My experiences in middle school were fairly similar and I can totally relate to what you went through. *sits with you in solidarity* I’m grateful for both of us that we found good friends who helped us snap out of it!
I can see being bullied turning someone into that. But I see it from women who have not had those kinds of experiences. They’re just not nice people. And I mean people I’ve known mot of my life, went to school with and they were well-liked and included.
“Every time I hear or read a woman say she prefers male friends over female because there’s “less drama,” it’s usually the woman saying it who brings the drama in the first place.”
I would generalize this further and say that every time I’ve heard anyone complain about ‘drama’ repeatedly, they are usually the one that brings the drama.

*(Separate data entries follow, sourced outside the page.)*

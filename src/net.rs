use std::{error::Error as StdError, time::Duration};

use url::Url;

use crate::error::{SecretaryError, TransportError, TransportErrorKind};

const USER_AGENT: &str = "PersonalSecretary/0.1";

// Resolver failures surface differently per platform and per layer (hyper, getaddrinfo, okhttp-style proxies).
const UNRESOLVABLE_MARKERS: [&str; 6] = [
    "dns error",
    "failed to lookup address",
    "unable to resolve host",
    "name or service not known",
    "nodename nor servname",
    "no such host",
];

pub fn is_unresolvable_message(message: &str) -> bool {
    let lower = message.to_ascii_lowercase();
    UNRESOLVABLE_MARKERS.iter().any(|m| lower.contains(m))
}

fn error_chain_messages(e: &reqwest::Error) -> Vec<String> {
    let mut out = vec![e.to_string()];
    let mut source = e.source();
    while let Some(inner) = source {
        out.push(inner.to_string());
        source = inner.source();
    }
    out
}

pub fn classify_reqwest_error(e: &reqwest::Error) -> TransportError {
    let chain = error_chain_messages(e);
    let message = chain.join(": ");
    if e.is_timeout() {
        return TransportError::new(TransportErrorKind::Timeout, message);
    }
    if e.is_connect() && chain.iter().any(|m| is_unresolvable_message(m)) {
        return TransportError::host_unresolvable(message);
    }
    TransportError::other(message)
}

pub fn parse_base_url(raw: &str) -> Result<Url, SecretaryError> {
    let trimmed = raw.trim();
    if trimmed.is_empty() {
        return Err(SecretaryError::Config("empty base url".to_string()));
    }
    let normalized = if trimmed.ends_with('/') {
        trimmed.to_string()
    } else {
        format!("{trimmed}/")
    };
    let url = Url::parse(&normalized)
        .map_err(|_| SecretaryError::Config(format!("invalid base url: {trimmed}")))?;
    match url.scheme() {
        "http" | "https" => Ok(url),
        _ => Err(SecretaryError::Config(
            "only http(s) urls are allowed".to_string(),
        )),
    }
}

pub fn join(base: &Url, path: &str) -> Result<Url, SecretaryError> {
    base.join(path.trim_start_matches('/'))
        .map_err(|e| SecretaryError::Config(e.to_string()))
}

pub fn http_client(connect: Duration, total: Duration) -> Result<reqwest::Client, SecretaryError> {
    reqwest::Client::builder()
        .connect_timeout(connect)
        .timeout(total)
        .user_agent(USER_AGENT)
        .build()
        .map_err(|e| SecretaryError::Config(e.to_string()))
}
use clap::{Parser, Subcommand};

use secretary_lib::{
    config::AppConfig, error::SecretaryError, spending::SpendingReport, summary::SummaryWindow,
    tasks::{TaskBoard, TaskDraft, TaskListEntry},
    Secretary,
};

#[derive(Parser)]
#[command(name = "secretary", version, about = "Tasks, notes, AI summaries and spending from the terminal")]
struct Cli {
    #[command(subcommand)]
    command: Commands,
}

#[derive(Subcommand)]
enum Commands {
    #[command(about = "AI summary of pending tasks")]
    Summary {
        user: String,
        #[arg(long, help = "Summarize the current Monday..Sunday week instead of today")]
        week: bool,
    },
    #[command(about = "List a user's tasks grouped by date")]
    Tasks { user: String },
    #[command(about = "Add a task dated today and show the updated list")]
    AddTask {
        user: String,
        description: String,
        #[arg(long)]
        location: Option<String>,
    },
    #[command(about = "List a user's notes")]
    Notes { user: String },
    #[command(about = "Sandbox spending report with AI advice")]
    Spending,
    #[command(about = "Today's weather summary at a location")]
    Weather {
        #[arg(allow_hyphen_values = true)]
        lat: f64,
        #[arg(allow_hyphen_values = true)]
        lon: f64,
    },
}

fn print_entries(entries: &[TaskListEntry]) {
    for entry in entries {
        match entry {
            TaskListEntry::SectionHeader { date } => println!("{date}"),
            TaskListEntry::TaskRow { task } => {
                let mark = if task.done { "x" } else { " " };
                match task.location_label() {
                    Some(location) => println!("  [{mark}] {} ({location})", task.description),
                    None => println!("  [{mark}] {}", task.description),
                }
            }
        }
    }
}

fn print_report(report: &SpendingReport) {
    println!("Weekly total: ${:.2}", report.weekly_total);
    println!("Monthly total: ${:.2}", report.monthly_total);
    for (category, amount) in &report.category_totals {
        println!("{category}: ${amount:.2}");
    }
    println!("Transactions ({}):", report.transactions.len());
    for t in &report.transactions {
        println!("  {}  {}  {}  ${:.2}", t.date, t.display_name(), t.category_label(), t.amount);
    }
}

async fn run(cli: Cli) -> Result<(), SecretaryError> {
    let secretary = Secretary::new(AppConfig::from_env()?)?;

    match cli.command {
        Commands::Summary { user, week } => {
            let window = if week { SummaryWindow::Week } else { SummaryWindow::Day };
            println!("{}", secretary.summary_text(&user, window).await);
        }
        Commands::Tasks { user } => {
            let board = TaskBoard::new(secretary.tasks().list(&user).await?);
            print_entries(&board.entries());
        }
        Commands::AddTask {
            user,
            description,
            location,
        } => {
            let mut board = TaskBoard::new(secretary.tasks().list(&user).await?);
            let mut draft = TaskDraft::new(&user, &description);
            if let Some(location) = location.as_deref() {
                draft = draft.with_location(location);
            }
            let provisional = board.insert_provisional(draft.clone());
            let created = secretary.tasks().create(&user, draft).await?;
            board.replace(&provisional, created);
            print_entries(&board.entries());
        }
        Commands::Notes { user } => {
            for note in secretary.notes().list(&user).await? {
                println!("{}  {}\n    {}", note.date, note.title, note.description);
            }
        }
        Commands::Spending => {
            let spending = secretary.spending()?;
            let report = spending.load_report().await?;
            print_report(&report);
            println!("\n{}", spending.advice(&report).await);
        }
        Commands::Weather { lat, lon } => {
            println!("{}", secretary.weather_text(lat, lon).await);
        }
    }
    Ok(())
}

#[tokio::main]
async fn main() {
    secretary_lib::init_tracing();

    if let Err(e) = run(Cli::parse()).await {
        eprintln!("{e}");
        std::process::exit(1);
    }
}
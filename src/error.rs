use thiserror::Error;

#[derive(Debug, Clone, Copy, PartialEq, Eq)]
pub enum TransportErrorKind {
    HostUnresolvable,
    Timeout,
    Other,
}

#[derive(Debug, Clone, PartialEq, Eq, Error)]
#[error("{message}")]
pub struct TransportError {
    pub kind: TransportErrorKind,
    pub message: String,
}

impl TransportError {
    pub fn new(kind: TransportErrorKind, message: impl Into<String>) -> Self {
        Self {
            kind,
            message: message.into(),
        }
    }

    pub fn host_unresolvable(message: impl Into<String>) -> Self {
        Self::new(TransportErrorKind::HostUnresolvable, message)
    }

    pub fn other(message: impl Into<String>) -> Self {
        Self::new(TransportErrorKind::Other, message)
    }

    /// The only failure class the AI backend retrier waits out.
    pub fn is_host_unresolvable(&self) -> bool {
        self.kind == TransportErrorKind::HostUnresolvable
    }
}

#[derive(Debug, Error)]
pub enum SecretaryError {
    #[error("{0}")]
    Config(String),
    #[error("http {status} {message}")]
    Http { status: u16, message: String },
    #[error(transparent)]
    Transport(TransportError),
    #[error("unexpected response: {0}")]
    Decode(String),
    #[error("cache: {0}")]
    Cache(String),
    #[error("{0}")]
    Invalid(String),
    #[error("Transactions product not ready after {attempts} attempts")]
    NotReady { attempts: u32 },
}

impl SecretaryError {
    pub fn is_host_unresolvable(&self) -> bool {
        matches!(self, Self::Transport(e) if e.is_host_unresolvable())
    }
}

impl From<TransportError> for SecretaryError {
    fn from(e: TransportError) -> Self {
        Self::Transport(e)
    }
}

impl From<reqwest::Error> for SecretaryError {
    fn from(e: reqwest::Error) -> Self {
        if e.is_decode() {
            return Self::Decode(e.to_string());
        }
        if let Some(status) = e.status() {
            return Self::Http {
                status: status.as_u16(),
                message: status.canonical_reason().unwrap_or("").to_string(),
            };
        }
        Self::Transport(crate::net::classify_reqwest_error(&e))
    }
}

impl From<rusqlite::Error> for SecretaryError {
    fn from(e: rusqlite::Error) -> Self {
        Self::Cache(e.to_string())
    }
}

impl From<serde_json::Error> for SecretaryError {
    fn from(e: serde_json::Error) -> Self {
        Self::Decode(e.to_string())
    }
}
use std::{
    path::Path,
    sync::{Mutex, MutexGuard},
};

use rusqlite::{Connection, OptionalExtension};
use tracing::debug;

use crate::error::SecretaryError;

use super::{schema::ensure_schema, types::CachedSummary};

/// Per-user summary cache. Invalidation is the caller's job: call `clear`
/// after every task create/update/delete for that user.
pub trait SummaryCache: Send + Sync {
    fn get(&self, user_id: &str) -> Result<Option<CachedSummary>, SecretaryError>;
    fn put(&self, user_id: &str, date: &str, text: &str) -> Result<(), SecretaryError>;
    fn clear(&self, user_id: &str) -> Result<(), SecretaryError>;
}

pub struct ResponseCache {
    conn: Mutex<Connection>,
}

impl ResponseCache {
    pub fn open(path: &Path) -> Result<Self, SecretaryError> {
        if let Some(parent) = path.parent() {
            if !parent.as_os_str().is_empty() {
                std::fs::create_dir_all(parent).map_err(|e| SecretaryError::Cache(e.to_string()))?;
            }
        }
        let conn = Connection::open(path)?;
        conn.pragma_update(None, "journal_mode", "WAL")?;
        ensure_schema(&conn)?;
        debug!(path = %path.display(), "response cache opened");
        Ok(Self {
            conn: Mutex::new(conn),
        })
    }

    pub fn open_in_memory() -> Result<Self, SecretaryError> {
        let conn = Connection::open_in_memory()?;
        ensure_schema(&conn)?;
        Ok(Self {
            conn: Mutex::new(conn),
        })
    }

    fn lock(&self) -> MutexGuard<'_, Connection> {
        self.conn.lock().unwrap_or_else(|p| p.into_inner())
    }
}

impl SummaryCache for ResponseCache {
    fn get(&self, user_id: &str) -> Result<Option<CachedSummary>, SecretaryError> {
        let conn = self.lock();
        let row = conn
            .query_row(
                "SELECT user_id, date, response FROM ai_response WHERE user_id = ? LIMIT 1",
                [user_id],
                |row| {
                    Ok(CachedSummary {
                        user_id: row.get(0)?,
                        date: row.get(1)?,
                        response: row.get(2)?,
                    })
                },
            )
            .optional()?;
        Ok(row)
    }

    fn put(&self, user_id: &str, date: &str, text: &str) -> Result<(), SecretaryError> {
        let conn = self.lock();
        conn.execute(
            "INSERT OR REPLACE INTO ai_response(user_id, date, response) VALUES (?, ?, ?)",
            rusqlite::params![user_id, date, text],
        )?;
        Ok(())
    }

    fn clear(&self, user_id: &str) -> Result<(), SecretaryError> {
        let conn = self.lock();
        conn.execute("DELETE FROM ai_response WHERE user_id = ?", [user_id])?;
        Ok(())
    }
}
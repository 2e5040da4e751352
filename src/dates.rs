use time::{macros::format_description, Date, Duration, Month, OffsetDateTime};

pub fn today() -> Date {
    OffsetDateTime::now_local()
        .unwrap_or_else(|_| OffsetDateTime::now_utc())
        .date()
}

pub fn format_date(date: Date) -> String {
    date.format(format_description!("[year]-[month]-[day]"))
        .unwrap_or_else(|_| date.to_string())
}

/// Strict `YYYY-MM-DD`; anything else is treated as undated.
pub fn parse_date(raw: &str) -> Option<Date> {
    Date::parse(raw.trim(), format_description!("[year]-[month]-[day]")).ok()
}

pub fn days_before(date: Date, days: i64) -> Date {
    date.checked_sub(Duration::days(days)).unwrap_or(Date::MIN)
}

/// Same day one calendar month earlier, clamped to the shorter month's last day.
pub fn minus_one_month(date: Date) -> Date {
    let (year, month) = match date.month() {
        Month::January => (date.year() - 1, Month::December),
        m => (date.year(), m.previous()),
    };
    let day = date.day().min(month.length(year));
    Date::from_calendar_date(year, month, day).unwrap_or(Date::MIN)
}

pub fn week_bounds(date: Date) -> (Date, Date) {
    let offset = i64::from(date.weekday().number_days_from_monday());
    let monday = days_before(date, offset);
    let sunday = monday
        .checked_add(Duration::days(6))
        .unwrap_or(Date::MAX);
    (monday, sunday)
}
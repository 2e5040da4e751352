use time::Date;

use crate::{dates, tasks::Task};

#[derive(Debug, Clone, Copy, PartialEq, Eq)]
pub enum SummaryWindow {
    Day,
    /// Monday through Sunday of the week containing today.
    Week,
}

impl SummaryWindow {
    pub fn label(self) -> &'static str {
        match self {
            Self::Day => "daily",
            Self::Week => "weekly",
        }
    }

    pub fn bounds(self, today: Date) -> (Date, Date) {
        match self {
            Self::Day => (today, today),
            Self::Week => dates::week_bounds(today),
        }
    }

    pub fn contains(self, today: Date, day: Date) -> bool {
        let (start, end) = self.bounds(today);
        start <= day && day <= end
    }

    pub fn pending<'a>(self, today: Date, tasks: &'a [Task]) -> Vec<&'a Task> {
        tasks
            .iter()
            .filter(|t| !t.done)
            .filter(|t| t.parsed_date().is_some_and(|d| self.contains(today, d)))
            .collect()
    }
}

#[cfg(test)]
mod tests {
    use super::*;
    use time::macros::date;

    fn task(date: &str, done: bool) -> Task {
        Task {
            id: date.to_string(),
            date: date.to_string(),
            description: "x".into(),
            location: None,
            done,
            user: "ann@example.com".into(),
        }
    }

    #[test]
    fn day_window_is_today_only() {
        let today = date!(2025 - 10 - 22);
        let tasks = [
            task("2025-10-22", false),
            task("2025-10-21", false),
            task("2025-10-22", true),
        ];
        let pending = SummaryWindow::Day.pending(today, &tasks);
        assert_eq!(pending.len(), 1);
        assert_eq!(pending[0].date, "2025-10-22");
    }

    #[test]
    fn week_window_spans_monday_to_sunday() {
        let today = date!(2025 - 10 - 22);
        let tasks = [
            task("2025-10-19", false),
            task("2025-10-20", false),
            task("2025-10-26", false),
            task("2025-10-27", false),
            task("someday", false),
        ];
        let dates: Vec<&str> = SummaryWindow::Week
            .pending(today, &tasks)
            .into_iter()
            .map(|t| t.date.as_str())
            .collect();
        assert_eq!(dates, vec!["2025-10-20", "2025-10-26"]);
    }
}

I can agree with that to a point. I also think sometimes people get in over their heads being sucked into drama repeatedly and might not have the social skills or maturity or experience to get out of those situations.
I have to believe that Cathy’s son actually did cry and try to hug her when she was saying goodbye because, for better or for worse, she doesn’t seem like the sort of make up complaints about people manipulating her. She will say that someone’s distress is phony and a ploy to manipulate her, but that is how she reconciles causing someone pain, turning it around on them. But make up an instance like that? No, I don’t think she would. That being said, I suspect the child cried because of how she told him she was leaving. We don’t know what she said but, let’s face it, it was most likely awful.
I am absolutely astounded by her gall with regards to her marriage. She tried to save it? Really? Sam begged her to stay, begged her to go to therapy with him, provided her with a place to stay even after she left and even after she was singing about how she was going to have sex with someone else. But Cathy was the one who put in all the effort? And saying all of that bs to someone who was around at the time and who knows the truth?? There are no words.
I’m not going to lie though; I would love to have someone support me so I could spend my days napping on the couch and reading Harry Potter.
“I suspect the child cried because of how she told him she was leaving. We don’t know what she said but, let’s face it, it was most likely awful.”
Sweetie, if you and Daddy had ever shown me any AFFECTION, I’d be HAPPY to stay, but I can’t live in a place where there is no LOVE. Well, don’t start crying NOW. I mean, you shouldn’t need people to PROMPT you to show affection. It has to be a SPONTANEOUS thing. Will you PLEASE let GO of me and stop making those NOISES? You’re going to have to learn the world doesn’t revolve around YOU. I need to feel FULFILLED, and I can’t keep sacrificing my needs for people who don’t even APPRECIATE me. Maybe you and Daddy should have thought about how you were treating me BEFORE it was too late….
[Etc.]
The plausibility of that scene sent shivers down my spine.
Same
‘Cathy was in the middle of recounting how she’d gone to say goodbye to her son and how he’d “manipulated” and “tried to trap” her by crying and clinging to her as she left ‘
You’re projecting there, dear Cathy. Something tells me that poor Marvin had probably tried to ignore/dismiss/act angry at her because he didn’t want to get attached (and didn’t know how to play it cool like an adult), only to try to make one desperate, last-ditch effort to reconnect with her when it turned out that she really was leaving. I could only guess because I’ve seen it happen twice (both involving little kids, from shitty/distant parents).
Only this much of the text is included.